§ Stored data
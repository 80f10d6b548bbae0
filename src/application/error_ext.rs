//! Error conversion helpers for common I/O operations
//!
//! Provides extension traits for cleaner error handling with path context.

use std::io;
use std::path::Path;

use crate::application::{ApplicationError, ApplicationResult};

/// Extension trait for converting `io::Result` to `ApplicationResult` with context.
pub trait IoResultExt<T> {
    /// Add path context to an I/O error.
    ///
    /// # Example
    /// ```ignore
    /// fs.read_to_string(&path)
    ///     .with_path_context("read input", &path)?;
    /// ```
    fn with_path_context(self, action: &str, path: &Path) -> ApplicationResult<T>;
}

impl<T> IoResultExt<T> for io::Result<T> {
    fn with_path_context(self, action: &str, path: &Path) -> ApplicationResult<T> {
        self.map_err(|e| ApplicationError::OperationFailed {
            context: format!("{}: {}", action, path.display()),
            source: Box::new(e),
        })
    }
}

§ EXERCISE
Retype each line above, keeping every character.

§ TASK RESULT
repository 80f10d6b548bbae0
filename src/application/error_ext.rs
//! Error conversion helpers for common I/O operations
//!
//! Provides extension traits for cleaner error handling with path context.

use std::io;
use std::path::Path;

use crate::application::{ApplicationError, ApplicationResult};

/// Extension trait for converting `io::Result` to `ApplicationResult` with context.
pub trait IoResultExt<T> {
    /// Add path context to an I/O error.
    ///
    /// # Example
    /// ```ignore
    /// fs.read_to_string(&path)
    ///     .with_path_context("read input", &path)?;
    /// ```
    fn with_path_context(self, action: &str, path: &Path) -> ApplicationResult<T>;
}

impl<T> IoResultExt<T> for io::Result<T> {
    fn with_path_context(self, action: &str, path: &Path) -> ApplicationResult<T> {
        self.map_err(|e| ApplicationError::OperationFailed {
            context: format!("{}: {}", action, path.display()),
            source: Box::new(e),
        })
    }
}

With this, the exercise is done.